▸ **Your task**:
Each of the records below must be reproduced verbatim.

┌─ Material provided

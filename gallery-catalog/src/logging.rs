//! Tracing subscriber setup.
//!
//! Library code only emits `tracing` events. Binaries call [`init_logging`]
//! once at startup to install a subscriber that writes to stderr and,
//! optionally, to a log file through a non-blocking writer.
//!
//! The filter defaults to [`LoggingConfig::default_directive`] and can be
//! overridden with `RUST_LOG`, e.g. `RUST_LOG=gallery_catalog=trace`.

use std::path::PathBuf;

use thiserror::Error;
use tracing_appender::non_blocking::WorkerGuard;
use tracing_subscriber::fmt::time::LocalTime;
use tracing_subscriber::layer::SubscriberExt;
use tracing_subscriber::util::SubscriberInitExt;
use tracing_subscriber::{fmt, EnvFilter};

/// Default log file name inside the log directory.
pub const DEFAULT_LOG_FILE: &str = "gallery-catalog.log";

/// Errors that can occur while installing the subscriber.
#[derive(Debug, Error)]
pub enum LoggingError {
    /// The log directory could not be created.
    #[error("Failed to create log directory {path}: {source}")]
    CreateDir {
        path: PathBuf,
        #[source]
        source: std::io::Error,
    },

    /// A global subscriber is already installed.
    #[error("Failed to install tracing subscriber: {0}")]
    Init(String),
}

/// Logging settings.
#[derive(Debug, Clone, PartialEq, Eq)]
pub struct LoggingConfig {
    /// Filter used when `RUST_LOG` is not set.
    pub default_directive: String,

    /// Directory for the log file, `None` for stderr only.
    pub log_dir: Option<PathBuf>,

    /// Log file name inside `log_dir`.
    pub file_name: String,
}

impl Default for LoggingConfig {
    fn default() -> Self {
        Self {
            default_directive: "info".to_string(),
            log_dir: None,
            file_name: DEFAULT_LOG_FILE.to_string(),
        }
    }
}

impl LoggingConfig {
    /// Set the default filter directive.
    pub fn with_directive(mut self, directive: impl Into<String>) -> Self {
        self.default_directive = directive.into();
        self
    }

    /// Also write logs to a file in `dir`.
    pub fn with_log_dir(mut self, dir: impl Into<PathBuf>) -> Self {
        self.log_dir = Some(dir.into());
        self
    }
}

/// Install the global tracing subscriber.
///
/// Returns the file writer's guard when file logging is enabled; keep it
/// alive until shutdown so buffered lines are flushed.
///
/// # Errors
///
/// Returns `LoggingError` if the log directory cannot be created or a
/// subscriber is already installed.
pub fn init_logging(config: &LoggingConfig) -> Result<Option<WorkerGuard>, LoggingError> {
    let filter = EnvFilter::try_from_default_env()
        .unwrap_or_else(|_| EnvFilter::new(&config.default_directive));

    let stderr_layer = fmt::layer()
        .with_writer(std::io::stderr)
        .with_timer(LocalTime::rfc_3339())
        .with_target(false);

    let (file_layer, guard) = match &config.log_dir {
        Some(dir) => {
            std::fs::create_dir_all(dir).map_err(|source| LoggingError::CreateDir {
                path: dir.clone(),
                source,
            })?;
            let appender = tracing_appender::rolling::never(dir, &config.file_name);
            let (writer, guard) = tracing_appender::non_blocking(appender);
            let layer = fmt::layer()
                .with_writer(writer)
                .with_ansi(false)
                .with_timer(LocalTime::rfc_3339());
            (Some(layer), Some(guard))
        }
        None => (None, None),
    };

    tracing_subscriber::registry()
        .with(filter)
        .with(stderr_layer)
        .with(file_layer)
        .try_init()
        .map_err(|e| LoggingError::Init(e.to_string()))?;

    Ok(guard)
}

#[cfg(test)]
mod tests {
    use super::*;

    #[test]
    fn test_default_config() {
        let config = LoggingConfig::default();
        assert_eq!(config.default_directive, "info");
        assert_eq!(config.log_dir, None);
        assert_eq!(config.file_name, "gallery-catalog.log");
    }

    #[test]
    fn test_builder_methods() {
        let config = LoggingConfig::default()
            .with_directive("gallery_catalog=debug")
            .with_log_dir("/tmp/gallery-logs");
        assert_eq!(config.default_directive, "gallery_catalog=debug");
        assert_eq!(config.log_dir, Some(PathBuf::from("/tmp/gallery-logs")));
    }
}
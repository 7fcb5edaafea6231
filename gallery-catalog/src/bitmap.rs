//! Decoded image types shared between the catalog and its loaders.

use std::sync::Arc;

use image::{Rgba, RgbaImage};

/// A decoded RGBA image ready for drawing.
pub type Bitmap = RgbaImage;

/// Reference-counted bitmap as handed out by loaders and the catalog.
///
/// The catalog itself only keeps weak handles to these, so a bitmap lives
/// exactly as long as someone (the retainer, the renderer, the loader's own
/// cache) holds a strong reference.
pub type SharedBitmap = Arc<Bitmap>;

/// Decoded size of a bitmap in bytes.
pub fn bitmap_bytes(bitmap: &Bitmap) -> u64 {
    bitmap.as_raw().len() as u64
}

/// Create a square bitmap filled with a single colour.
pub fn solid_bitmap(size: u32, rgba: [u8; 4]) -> SharedBitmap {
    Arc::new(RgbaImage::from_pixel(size, size, Rgba(rgba)))
}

└─

▸ **Solved exercise**:
filename gallery-catalog/src/logging.rs
//! Tracing subscriber setup.
//!
//! Library code only emits `tracing` events. Binaries call [`init_logging`]
//! once at startup to install a subscriber that writes to stderr and,
//! optionally, to a log file through a non-blocking writer.
//!
//! The filter defaults to [`LoggingConfig::default_directive`] and can be
//! overridden with `RUST_LOG`, e.g. `RUST_LOG=gallery_catalog=trace`.

use std::path::PathBuf;

use thiserror::Error;
use tracing_appender::non_blocking::WorkerGuard;
use tracing_subscriber::fmt::time::LocalTime;
use tracing_subscriber::layer::SubscriberExt;
use tracing_subscriber::util::SubscriberInitExt;
use tracing_subscriber::{fmt, EnvFilter};

/// Default log file name inside the log directory.
pub const DEFAULT_LOG_FILE: &str = "gallery-catalog.log";

/// Errors that can occur while installing the subscriber.
#[derive(Debug, Error)]
pub enum LoggingError {
    /// The log directory could not be created.
    #[error("Failed to create log directory {path}: {source}")]
    CreateDir {
        path: PathBuf,
        #[source]
        source: std::io::Error,
    },

    /// A global subscriber is already installed.
    #[error("Failed to install tracing subscriber: {0}")]
    Init(String),
}

/// Logging settings.
#[derive(Debug, Clone, PartialEq, Eq)]
pub struct LoggingConfig {
    /// Filter used when `RUST_LOG` is not set.
    pub default_directive: String,

    /// Directory for the log file, `None` for stderr only.
    pub log_dir: Option<PathBuf>,

    /// Log file name inside `log_dir`.
    pub file_name: String,
}

impl Default for LoggingConfig {
    fn default() -> Self {
        Self {
            default_directive: "info".to_string(),
            log_dir: None,
            file_name: DEFAULT_LOG_FILE.to_string(),
        }
    }
}

impl LoggingConfig {
    /// Set the default filter directive.
    pub fn with_directive(mut self, directive: impl Into<String>) -> Self {
        self.default_directive = directive.into();
        self
    }

    /// Also write logs to a file in `dir`.
    pub fn with_log_dir(mut self, dir: impl Into<PathBuf>) -> Self {
        self.log_dir = Some(dir.into());
        self
    }
}

/// Install the global tracing subscriber.
///
/// Returns the file writer's guard when file logging is enabled; keep it
/// alive until shutdown so buffered lines are flushed.
///
/// # Errors
///
/// Returns `LoggingError` if the log directory cannot be created or a
/// subscriber is already installed.
pub fn init_logging(config: &LoggingConfig) -> Result<Option<WorkerGuard>, LoggingError> {
    let filter = EnvFilter::try_from_default_env()
        .unwrap_or_else(|_| EnvFilter::new(&config.default_directive));

    let stderr_layer = fmt::layer()
        .with_writer(std::io::stderr)
        .with_timer(LocalTime::rfc_3339())
        .with_target(false);

    let (file_layer, guard) = match &config.log_dir {
        Some(dir) => {
            std::fs::create_dir_all(dir).map_err(|source| LoggingError::CreateDir {
                path: dir.clone(),
                source,
            })?;
            let appender = tracing_appender::rolling::never(dir, &config.file_name);
            let (writer, guard) = tracing_appender::non_blocking(appender);
            let layer = fmt::layer()
                .with_writer(writer)
                .with_ansi(false)
                .with_timer(LocalTime::rfc_3339());
            (Some(layer), Some(guard))
        }
        None => (None, None),
    };

    tracing_subscriber::registry()
        .with(filter)
        .with(stderr_layer)
        .with(file_layer)
        .try_init()
        .map_err(|e| LoggingError::Init(e.to_string()))?;

    Ok(guard)
}

#[cfg(test)]
mod tests {
    use super::*;

    #[test]
    fn test_default_config() {
        let config = LoggingConfig::default();
        assert_eq!(config.default_directive, "info");
        assert_eq!(config.log_dir, None);
        assert_eq!(config.file_name, "gallery-catalog.log");
    }

    #[test]
    fn test_builder_methods() {
        let config = LoggingConfig::default()
            .with_directive("gallery_catalog=debug")
            .with_log_dir("/tmp/gallery-logs");
        assert_eq!(config.default_directive, "gallery_catalog=debug");
        assert_eq!(config.log_dir, Some(PathBuf::from("/tmp/gallery-logs")));
    }
}
repository 7fcb5edaafea6231
filename gallery-catalog/src/bitmap.rs
//! Decoded image types shared between the catalog and its loaders.

use std::sync::Arc;

use image::{Rgba, RgbaImage};

/// A decoded RGBA image ready for drawing.
pub type Bitmap = RgbaImage;

/// Reference-counted bitmap as handed out by loaders and the catalog.
///
/// The catalog itself only keeps weak handles to these, so a bitmap lives
/// exactly as long as someone (the retainer, the renderer, the loader's own
/// cache) holds a strong reference.
pub type SharedBitmap = Arc<Bitmap>;

/// Decoded size of a bitmap in bytes.
pub fn bitmap_bytes(bitmap: &Bitmap) -> u64 {
    bitmap.as_raw().len() as u64
}

/// Create a square bitmap filled with a single colour.
pub fn solid_bitmap(size: u32, rgba: [u8; 4]) -> SharedBitmap {
    Arc::new(RgbaImage::from_pixel(size, size, Rgba(rgba)))
}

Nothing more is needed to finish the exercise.